Нет у меня хлебной работы, то есть принудительной, никуда и ни за чем не гонюсь — и потому, а вернее — еще по некоторым причинам, пишу много стихов. Кроме неоконченных „рассад“, как Вы раз хорошо сказали, написал за четыре месяца около двадцати стихотворений, то есть в пять раз больше, чем за весь прошлый год, когда не писал почти вовсе. В последнее время пишу почти каждый день. Но — потерял всякую охоту переправлять и отделывать. То, что совсем не выпишется, просто выбрасываю. Прочее, сознавая все недостатки, оставляю в первоначальном виде. Стихи чаще всего короткие, в общем — нечто вроде лирического дневника, очень бедного красками (значит, и не прикрашенного), зато богатого прозаизмами, которые мне становятся все милее». Эта тенденция — тяга к прозаизмам, — которую сознает он сам, все больше обозначается в его поэзии.

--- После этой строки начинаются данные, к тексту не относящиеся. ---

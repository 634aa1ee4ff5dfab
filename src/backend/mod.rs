//! Backend Store boundary: CRUD for N/B records and cards over a black-box
//! HTTP API, with an in-process stub for offline runs.

use async_trait::async_trait;

use crate::cards::{Card, CardPatch, CardQuery};
use crate::error::CoreResult;
use crate::ledger::NbRecord;

pub mod decode;
mod http;
mod stub;

pub use http::HttpBackend;
pub use stub::StubBackend;

/// The persistence boundary. A not-found condition is reported as
/// `Ok(None)` (or `CoreError::NotFound` where no value slot exists), never
/// as a generic failure.
#[async_trait]
pub trait BackendStore: Send + Sync {
    async fn save_record(&self, record: &NbRecord) -> CoreResult<()>;
    async fn find_record(&self, value: f64, tolerance: f64) -> CoreResult<Option<NbRecord>>;
    async fn create_card(&self, card: &Card) -> CoreResult<()>;
    async fn list_cards(&self, query: CardQuery) -> CoreResult<Vec<Card>>;
    async fn fetch_card(&self, id: &str) -> CoreResult<Option<Card>>;
    async fn update_card(&self, id: &str, patch: &CardPatch) -> CoreResult<()>;
    async fn delete_card(&self, id: &str) -> CoreResult<()>;
}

Потом, в эмиграции, он написал о петербургской жизни тех лет стихи под названием «Петербург»:
Вот чем стал Петербург той поры для Ходасевича (в отличие от Мандельштама, любовь которого к городу шла в это время на спад) — городом его второго рождения, лучшего периода его поэзии. И он сам ощущал это…

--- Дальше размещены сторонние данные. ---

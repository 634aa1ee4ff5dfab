//! Runtime configuration, env-driven with per-field defaults.

#[derive(Clone, Debug)]
pub struct Config {
    /// Backend Store base URL; stub store when unset.
    pub backend_base: Option<String>,
    /// Chart Source base URL; synthetic series when unset.
    pub chart_base: Option<String>,
    /// Analysis service base URL; null analyzer when unset.
    pub analysis_base: Option<String>,
    pub timeframe: String,
    /// Points requested from the Chart Source per production.
    pub series_points: usize,
    pub baseline: f64,
    pub nb_tolerance: f64,
    pub max_live_cards: usize,
    /// Working-set freshness window for `get_by_id`.
    pub card_stale_secs: u64,
    pub rl_ttl_secs: u64,
    /// Trailing window feeding the zone-analysis digest.
    pub zone_tail_points: usize,
    /// Timeout for light reads (lookups, fetches).
    pub light_timeout_secs: u64,
    /// Timeout for card production and reinforcement analysis.
    pub heavy_timeout_secs: u64,
    pub run_every_secs: u64,
    pub sqlite_path: String,
}

impl Default for Config {
    fn default() -> Self {
        Self {
            backend_base: None,
            chart_base: None,
            analysis_base: None,
            timeframe: "1h".to_string(),
            series_points: 200,
            baseline: crate::transform::DEFAULT_BASELINE,
            nb_tolerance: 1e-4,
            max_live_cards: 4,
            card_stale_secs: 300,
            rl_ttl_secs: 60,
            zone_tail_points: 50,
            light_timeout_secs: 5,
            heavy_timeout_secs: 45,
            run_every_secs: 60,
            sqlite_path: "./nbdesk.sqlite".to_string(),
        }
    }
}

impl Config {
    pub fn from_env() -> Self {
        let d = Self::default();
        Self {
            backend_base: std::env::var("BACKEND_BASE").ok(),
            chart_base: std::env::var("CHART_BASE").ok(),
            analysis_base: std::env::var("ANALYSIS_BASE").ok(),
            timeframe: std::env::var("TIMEFRAME").unwrap_or(d.timeframe),
            series_points: std::env::var("SERIES_POINTS").ok().and_then(|v| v.parse().ok()).unwrap_or(d.series_points),
            baseline: std::env::var("NB_BASELINE").ok().and_then(|v| v.parse().ok()).unwrap_or(d.baseline),
            nb_tolerance: std::env::var("NB_TOLERANCE").ok().and_then(|v| v.parse().ok()).unwrap_or(d.nb_tolerance),
            max_live_cards: std::env::var("MAX_LIVE_CARDS").ok().and_then(|v| v.parse().ok()).unwrap_or(d.max_live_cards),
            card_stale_secs: std::env::var("CARD_STALE_SECS").ok().and_then(|v| v.parse().ok()).unwrap_or(d.card_stale_secs),
            rl_ttl_secs: std::env::var("RL_TTL_SECS").ok().and_then(|v| v.parse().ok()).unwrap_or(d.rl_ttl_secs),
            zone_tail_points: std::env::var("ZONE_TAIL_POINTS").ok().and_then(|v| v.parse().ok()).unwrap_or(d.zone_tail_points),
            light_timeout_secs: std::env::var("LIGHT_TIMEOUT_SECS").ok().and_then(|v| v.parse().ok()).unwrap_or(d.light_timeout_secs),
            heavy_timeout_secs: std::env::var("HEAVY_TIMEOUT_SECS").ok().and_then(|v| v.parse().ok()).unwrap_or(d.heavy_timeout_secs),
            run_every_secs: std::env::var("RUN_EVERY_SECS").ok().and_then(|v| v.parse().ok()).unwrap_or(d.run_every_secs),
            sqlite_path: std::env::var("SQLITE_PATH").unwrap_or(d.sqlite_path),
        }
    }
}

В феврале 1921 года в Петербурге отмечались пушкинские дни — 84-я годовщина со дня его смерти. Им в этом году придавалось — может быть, в связи с крахом прежней жизни и тревожными ожиданиями — особое значение: Пушкин в этой, совсем другой, страшной жизни России. Все ждали речи Блока, боялись, что он не выступит, откажется. Но он написал свою речь и читал ее по тетрадке в Доме литераторов — дважды — и еще раз в Университете — так все хотели ее услышать — читал своим глухим, ровным голосом, и все замерли, когда он кончил, а потом разразились долгими рукоплесканиями. Он говорил о «веселом имени» Пушкин, о назначении поэта, «сына гармонии»: «во-первых, освободить звуки из родной безначальной стихии, в которой они пребывают; во-вторых, привести эти звуки в гармонию, дать им форму; в-третьих, внести эту гармонию во внешний мир». Он говорил о «тайной свободе», воспетой Пушкиным. Он говорил:
«И Пушкина тоже убила вовсе не пуля Дантеса. Его убило отсутствие воздуха. С ним умирала его культура.<…>
Он говорил уже не о Пушкине, а о поэте вообще, о нынешнем дне, о самом себе.

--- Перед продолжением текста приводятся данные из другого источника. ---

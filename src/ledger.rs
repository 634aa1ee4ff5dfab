//! N/B record ledger: computes, deduplicates, and caches scalar-pair
//! records, writing through to the Backend Store.

use std::sync::Arc;

use serde::{Deserialize, Serialize};

use crate::backend::BackendStore;
use crate::error::CoreResult;
use crate::logging::{json_log, obj, v_num, v_str, Domain};
use crate::series;
use crate::transform::{compute_lower_extreme, compute_upper_extreme, FallbackCell};

/// Fixed decimal precision applied to every persisted value and bound.
const DECIMAL_PLACES: f64 = 1e10;

/// True iff `value` is a finite number in [0, 1] inclusive.
pub fn is_valid(value: f64) -> bool {
    value.is_finite() && (0.0..=1.0).contains(&value)
}

pub fn round_dp(value: f64) -> f64 {
    (value * DECIMAL_PLACES).round() / DECIMAL_PLACES
}

/// Normalized position of the extreme pair. A crossed pair (lower above
/// upper, the inactive/low-weight regime) lands below 0.5.
fn normalize(upper: f64, lower: f64) -> f64 {
    (0.5 + (upper - lower) / 200.0).clamp(0.0, 1.0)
}

/// Immutable computed record. A recomputation produces a new record, never
/// mutates one in place. `upper_bound`/`lower_bound` are not confined to
/// [0, 1] and may cross.
#[derive(Debug, Clone, Serialize, Deserialize)]
#[serde(rename_all = "camelCase")]
pub struct NbRecord {
    pub value: f64,
    pub upper_bound: f64,
    pub lower_bound: f64,
    pub created_at: i64,
    #[serde(rename = "sourceSeriesDigest", default)]
    pub source_digest: String,
    #[serde(default, skip_serializing_if = "Option::is_none")]
    pub error: Option<String>,
}

impl NbRecord {
    /// Defined degenerate record for a series too short to transform.
    pub fn degenerate(baseline: f64) -> Self {
        Self {
            value: 0.5,
            upper_bound: baseline,
            lower_bound: baseline,
            created_at: crate::logging::ts_epoch_ms(),
            source_digest: String::new(),
            error: Some("insufficient data".to_string()),
        }
    }

    /// Fixed defaults substituted for cards that arrive without NB fields.
    pub fn placeholder(baseline: f64) -> Self {
        Self {
            value: 0.5,
            upper_bound: baseline,
            lower_bound: baseline,
            created_at: crate::logging::ts_epoch_ms(),
            source_digest: String::new(),
            error: None,
        }
    }
}

pub struct NbLedger {
    backend: Arc<dyn BackendStore>,
    fallback: FallbackCell,
    baseline: f64,
    tolerance: f64,
    records: Vec<NbRecord>,
}

impl NbLedger {
    pub fn new(backend: Arc<dyn BackendStore>, baseline: f64, tolerance: f64) -> Self {
        Self::with_fallback(backend, baseline, tolerance, FallbackCell::new())
    }

    pub fn with_fallback(
        backend: Arc<dyn BackendStore>,
        baseline: f64,
        tolerance: f64,
        fallback: FallbackCell,
    ) -> Self {
        Self {
            backend,
            fallback,
            baseline,
            tolerance,
            records: Vec::new(),
        }
    }

    pub fn baseline(&self) -> f64 {
        self.baseline
    }

    pub fn fallback(&self) -> &FallbackCell {
        &self.fallback
    }

    /// Compute a record for `series` and persist it. A series shorter than
    /// two points yields the degenerate record instead of an error; the
    /// degenerate record is returned as-is, not persisted.
    pub async fn calculate(&mut self, series: &[f64], context: &str) -> CoreResult<NbRecord> {
        if series.len() < 2 {
            json_log(
                Domain::Ledger,
                "degenerate_series",
                obj(&[
                    ("context", v_str(context)),
                    ("len", v_num(series.len() as f64)),
                ]),
            );
            return Ok(NbRecord::degenerate(self.baseline));
        }

        let upper = compute_upper_extreme(series, self.baseline, &self.fallback);
        let lower = compute_lower_extreme(series, self.baseline, &self.fallback);
        let record = NbRecord {
            value: round_dp(normalize(upper, lower)),
            upper_bound: round_dp(upper),
            lower_bound: round_dp(lower),
            created_at: crate::logging::ts_epoch_ms(),
            source_digest: series::digest(series),
            error: None,
        };

        // Advisory only: duplicates are logged, never rejected.
        if self.is_duplicate(record.value) {
            json_log(
                Domain::Ledger,
                "duplicate_value",
                obj(&[
                    ("context", v_str(context)),
                    ("value", v_num(record.value)),
                    ("tolerance", v_num(self.tolerance)),
                ]),
            );
        }

        self.backend.save_record(&record).await?;
        self.records.push(record.clone());
        Ok(record)
    }

    /// First in-memory record whose value is within the default tolerance;
    /// a cache miss falls through to the Backend Store.
    pub async fn lookup(&self, value: f64) -> CoreResult<Option<NbRecord>> {
        self.lookup_with_tolerance(value, self.tolerance).await
    }

    pub async fn lookup_with_tolerance(
        &self,
        value: f64,
        tolerance: f64,
    ) -> CoreResult<Option<NbRecord>> {
        if let Some(record) = self
            .records
            .iter()
            .find(|r| (r.value - value).abs() <= tolerance)
        {
            return Ok(Some(record.clone()));
        }
        self.backend.find_record(value, tolerance).await
    }

    pub fn is_duplicate(&self, value: f64) -> bool {
        self.records
            .iter()
            .any(|r| (r.value - value).abs() <= self.tolerance)
    }

    /// Empties the in-memory ledger; the Backend Store is untouched.
    pub fn clear(&mut self) {
        self.records.clear();
    }

    pub fn len(&self) -> usize {
        self.records.len()
    }

    pub fn is_empty(&self) -> bool {
        self.records.is_empty()
    }
}

#[cfg(test)]
mod tests {
    use super::*;
    use crate::cards::{Card, CardPatch, CardQuery};
    use async_trait::async_trait;
    use std::sync::atomic::{AtomicUsize, Ordering};
    use std::sync::Mutex;

    #[derive(Default)]
    struct MockBackend {
        saved: Mutex<Vec<NbRecord>>,
        find_calls: AtomicUsize,
    }

    #[async_trait]
    impl BackendStore for MockBackend {
        async fn save_record(&self, record: &NbRecord) -> CoreResult<()> {
            self.saved.lock().unwrap().push(record.clone());
            Ok(())
        }

        async fn find_record(&self, value: f64, tolerance: f64) -> CoreResult<Option<NbRecord>> {
            self.find_calls.fetch_add(1, Ordering::SeqCst);
            Ok(self
                .saved
                .lock()
                .unwrap()
                .iter()
                .find(|r| (r.value - value).abs() <= tolerance)
                .cloned())
        }

        async fn create_card(&self, _card: &Card) -> CoreResult<()> {
            Ok(())
        }

        async fn list_cards(&self, _query: CardQuery) -> CoreResult<Vec<Card>> {
            Ok(Vec::new())
        }

        async fn fetch_card(&self, _id: &str) -> CoreResult<Option<Card>> {
            Ok(None)
        }

        async fn update_card(&self, _id: &str, _patch: &CardPatch) -> CoreResult<()> {
            Ok(())
        }

        async fn delete_card(&self, _id: &str) -> CoreResult<()> {
            Ok(())
        }
    }

    fn ledger() -> (Arc<MockBackend>, NbLedger) {
        let backend = Arc::new(MockBackend::default());
        let ledger = NbLedger::new(backend.clone(), 5.5, 1e-4);
        (backend, ledger)
    }

    #[test]
    fn is_valid_boundary_values() {
        assert!(!is_valid(-0.0001));
        assert!(is_valid(0.0));
        assert!(is_valid(0.5));
        assert!(is_valid(1.0));
        assert!(!is_valid(1.0001));
        assert!(!is_valid(f64::NAN));
        assert!(!is_valid(f64::INFINITY));
    }

    #[tokio::test]
    async fn short_series_yields_degenerate_record() {
        let (backend, mut ledger) = ledger();
        let record = ledger.calculate(&[100.0], "test").await.unwrap();
        assert_eq!(record.value, 0.5);
        assert_eq!(record.upper_bound, 5.5);
        assert_eq!(record.lower_bound, 5.5);
        assert_eq!(record.error.as_deref(), Some("insufficient data"));
        // degenerate records are not persisted
        assert!(backend.saved.lock().unwrap().is_empty());
        assert!(ledger.is_empty());
    }

    #[tokio::test]
    async fn calculate_produces_bounded_value_and_persists() {
        let (backend, mut ledger) = ledger();
        let record = ledger
            .calculate(&[100.0, 101.0, 99.0, 102.0], "test")
            .await
            .unwrap();
        assert!(is_valid(record.value));
        assert!(record.upper_bound.is_finite());
        assert!(record.lower_bound.is_finite());
        assert!(!record.source_digest.is_empty());
        assert!(record.error.is_none());
        assert_eq!(backend.saved.lock().unwrap().len(), 1);
        assert_eq!(ledger.len(), 1);
        // 10-dp precision is exact under re-rounding
        assert_eq!(record.value, round_dp(record.value));
        assert_eq!(record.upper_bound, round_dp(record.upper_bound));
    }

    #[tokio::test]
    async fn second_calculate_is_flagged_duplicate() {
        let (_backend, mut ledger) = ledger();
        let series = [100.0, 101.0, 99.0, 102.0];
        let first = ledger.calculate(&series, "test").await.unwrap();
        assert!(ledger.is_duplicate(first.value));
        // duplicates are advisory: the second call still succeeds
        let second = ledger.calculate(&series, "test").await.unwrap();
        assert_eq!(second.value, first.value);
        assert_eq!(ledger.len(), 2);
    }

    #[tokio::test]
    async fn lookup_prefers_memory_then_falls_through() {
        let (backend, mut ledger) = ledger();
        let record = ledger
            .calculate(&[100.0, 101.0, 99.0, 102.0], "test")
            .await
            .unwrap();

        let hit = ledger.lookup(record.value).await.unwrap();
        assert!(hit.is_some());
        assert_eq!(backend.find_calls.load(Ordering::SeqCst), 0);

        ledger.clear();
        assert!(ledger.is_empty());
        let through = ledger.lookup(record.value).await.unwrap();
        assert!(through.is_some());
        assert_eq!(backend.find_calls.load(Ordering::SeqCst), 1);
    }

    #[tokio::test]
    async fn lookup_miss_returns_none() {
        let (_backend, ledger) = ledger();
        assert!(ledger.lookup(0.9999).await.unwrap().is_none());
    }
}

Ходасевич выступал вместе с Блоком и другими, после Блока, 13 февраля (к первому вечеру — 11 февраля — он не успел подготовиться) и 26 февраля, и это было для него честью — Блока он всегда любил и считал самым крупным из современных поэтом. И он тоже сказал тогда о Пушкине свои, весомые, запоминающиеся слова.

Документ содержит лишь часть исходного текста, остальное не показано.